8)  No one is forgotten.

When everyone has moved away, you still keep track of all your non-papered grandchildren. When you run into them on the street you find out how and what they are doing and you jot those notes down when you get home as they’ll be important pieces of news to pass along in the next letter or phone call. Or when the Interlake Spectator highlights friends accomplishments, marriages, or births of their children you cut out the articles and tuck them into an envelope to mail. Kind of like the prelude to the Facebook status update.

9 & 10)  The greatest secret of the professional grandmother is time and love.

There are so many memories for this that I could go on forever but here are some of my favourites. Did you know that…

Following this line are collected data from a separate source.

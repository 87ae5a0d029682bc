//! Lexer modes and the mode stack
//!
//! Which words are keywords, which characters form identifiers and which
//! comments are skipped all depend on the command being lexed. The mode
//! stack tracks that context from the tokens themselves, so the lexer
//! never needs feedback from the parser.

use serde::Serialize;
use tracing::trace;

use crate::TokenKind;

#[derive(Debug, Clone, Copy, PartialEq, Eq, Hash, Serialize)]
pub enum Mode {
    /// Command position: start of a query or after `|`
    Default,
    /// After EXPLAIN, waiting for the bracketed sub-query
    Explain,
    /// Commands whose arguments are expressions (WHERE, EVAL, STATS, ...)
    Expression,
    /// FROM index names and METADATA
    From,
    /// KEEP, PROJECT and DROP name patterns
    Project,
    /// RENAME patterns and AS
    Rename,
    /// ENRICH policy name, ON and WITH
    Enrich,
    /// Match field and WITH clauses of ENRICH
    EnrichField,
    /// The MV_EXPAND field name
    MvExpand,
    /// INFO / FUNCTIONS after SHOW
    Show,
    /// Inside an ENRICH `[name:value]` setting
    Setting,
}

#[derive(Debug, Clone, Copy, PartialEq, Eq)]
enum Origin {
    /// The bottom frame
    Root,
    /// Entered by a command keyword, left by `|`
    Command,
    /// Entered by `[`, left by the matching `]`
    Bracket,
    /// Fresh command position inside `EXPLAIN [ ... ]`
    Subquery,
}

#[derive(Debug, Clone, Copy)]
struct Frame {
    mode: Mode,
    origin: Origin,
}

/// Stack of active modes; the top frame decides how the next token is lexed
#[derive(Debug, Clone)]
pub struct ModeStack {
    frames: Vec<Frame>,
}

impl Default for ModeStack {
    fn default() -> Self {
        Self::new()
    }
}

impl ModeStack {
    pub fn new() -> Self {
        Self {
            frames: vec![Frame {
                mode: Mode::Default,
                origin: Origin::Root,
            }],
        }
    }

    pub fn current(&self) -> Mode {
        self.frames.last().map_or(Mode::Default, |f| f.mode)
    }

    pub fn depth(&self) -> usize {
        self.frames.len()
    }

    /// Update the stack after a token of `kind` was emitted in the current mode
    pub fn apply(&mut self, kind: TokenKind) {
        let mode = self.current();
        match (mode, kind) {
            (_, TokenKind::ClosingBracket) => self.close_bracket(),
            (Mode::Default, kind) => {
                if let Some(next) = command_mode(kind) {
                    self.push(next, Origin::Command);
                }
            }
            (Mode::Explain, TokenKind::OpeningBracket) => self.push(Mode::Default, Origin::Subquery),
            (Mode::Expression | Mode::From, TokenKind::OpeningBracket) => {
                self.push(mode, Origin::Bracket)
            }
            (Mode::Enrich, TokenKind::OpeningBracket) => self.push(Mode::Setting, Origin::Bracket),
            (Mode::Enrich, TokenKind::On | TokenKind::With) => {
                self.push(Mode::EnrichField, Origin::Command)
            }
            (_, TokenKind::Pipe) => self.end_command(),
            _ => return,
        }
        if self.current() != mode {
            trace!(from = ?mode, to = ?self.current(), depth = self.depth(), "lexer mode change");
        }
    }

    fn push(&mut self, mode: Mode, origin: Origin) {
        self.frames.push(Frame { mode, origin });
    }

    /// Back to the command position of the enclosing pipeline
    fn end_command(&mut self) {
        while self.frames.len() > 1 && self.current() != Mode::Default {
            self.frames.pop();
        }
    }

    /// Close the innermost bracket; outside one, `]` ends the innermost sub-query
    fn close_bracket(&mut self) {
        match self.frames.last().map(|f| f.origin) {
            Some(Origin::Bracket) => {
                self.frames.pop();
            }
            _ => {
                if let Some(index) = self
                    .frames
                    .iter()
                    .rposition(|f| f.origin == Origin::Subquery)
                {
                    self.frames.truncate(index);
                }
            }
        }
    }
}

/// The mode a command keyword switches to
fn command_mode(kind: TokenKind) -> Option<Mode> {
    let mode = match kind {
        TokenKind::Dissect
        | TokenKind::Eval
        | TokenKind::Grok
        | TokenKind::InlineStats
        | TokenKind::Limit
        | TokenKind::Row
        | TokenKind::Sort
        | TokenKind::Stats
        | TokenKind::Where
        | TokenKind::UnknownCommand => Mode::Expression,
        TokenKind::Keep | TokenKind::Project | TokenKind::Drop => Mode::Project,
        TokenKind::Rename => Mode::Rename,
        TokenKind::Enrich => Mode::Enrich,
        TokenKind::Explain => Mode::Explain,
        TokenKind::From => Mode::From,
        TokenKind::MvExpand => Mode::MvExpand,
        TokenKind::Show => Mode::Show,
        _ => return None,
    };
    Some(mode)
}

Rachel Valgardson nee Smith Nov 14, 1921 - Nov 28, 2011

Rachel Valgardson nee Smith
Nov 14, 1921 – Nov 28, 2011

  • it wasn’t uncommon for 8+ kids to be hanging about the house at any given time? Whether it was stretched out on the living room floor building card houses or sitting on the back step with rhubarb stalks in hand and a jar full of shared sugar. And that they all called her Grandma Rae and she took it in stride.
  • when we were at the camp that we shot guns, created great roaring fires on the beach, drove the tractor to the gut pile (even ran over Val once), painted cabooses while black bears watched, and never ever had a chore to do?
  • we were encouraged to be part of adult conversations and we got to play Whist with my grandmother and her friends and no one treated or talked to us like little children or thought of us as a nuisance?
  • in the summers when we were older, the entire family, no matter where we were, would start showing up at Grandma’s just as the street lights were coming on? The kettle would be boiling and toast and Cream of Wheat would be on the go. We’d help ourselves and head to the living room and watch M*A*S*H and share how our days had gone.
  • we could talk her into going places with us just about anytime? Especially Victoria. And when we’d get there her favourite places to go were to the Empress Hotel for high tea and to all the stores in China Town. Whether the Marina and the killer whale show was really a favourite spot of hers or mine, I’m not sure, but it always made the to-do list. And we’d gladly go with her, whether it was in Victoria, or anywhere else – we’d spend all day with her and loved every minute of it. I mean, there wasn’t anyone else we’d rather be with.
  • she could sit at the dining room table and get you to talk for hours and hours while she listened and listened? Or that she never had a bad thing to say about anyone and angry or harsh words were a rarity. She once told me she admired Great Grandma Catherine for those traits. I think they were kindred spirits.

And would you believe that we were never, ever told that we weren’t welcome in her home, at her dining room table, or in her heart? Yes, this was my grandmother. I’m honoured to have shared her with others. And she was a pro.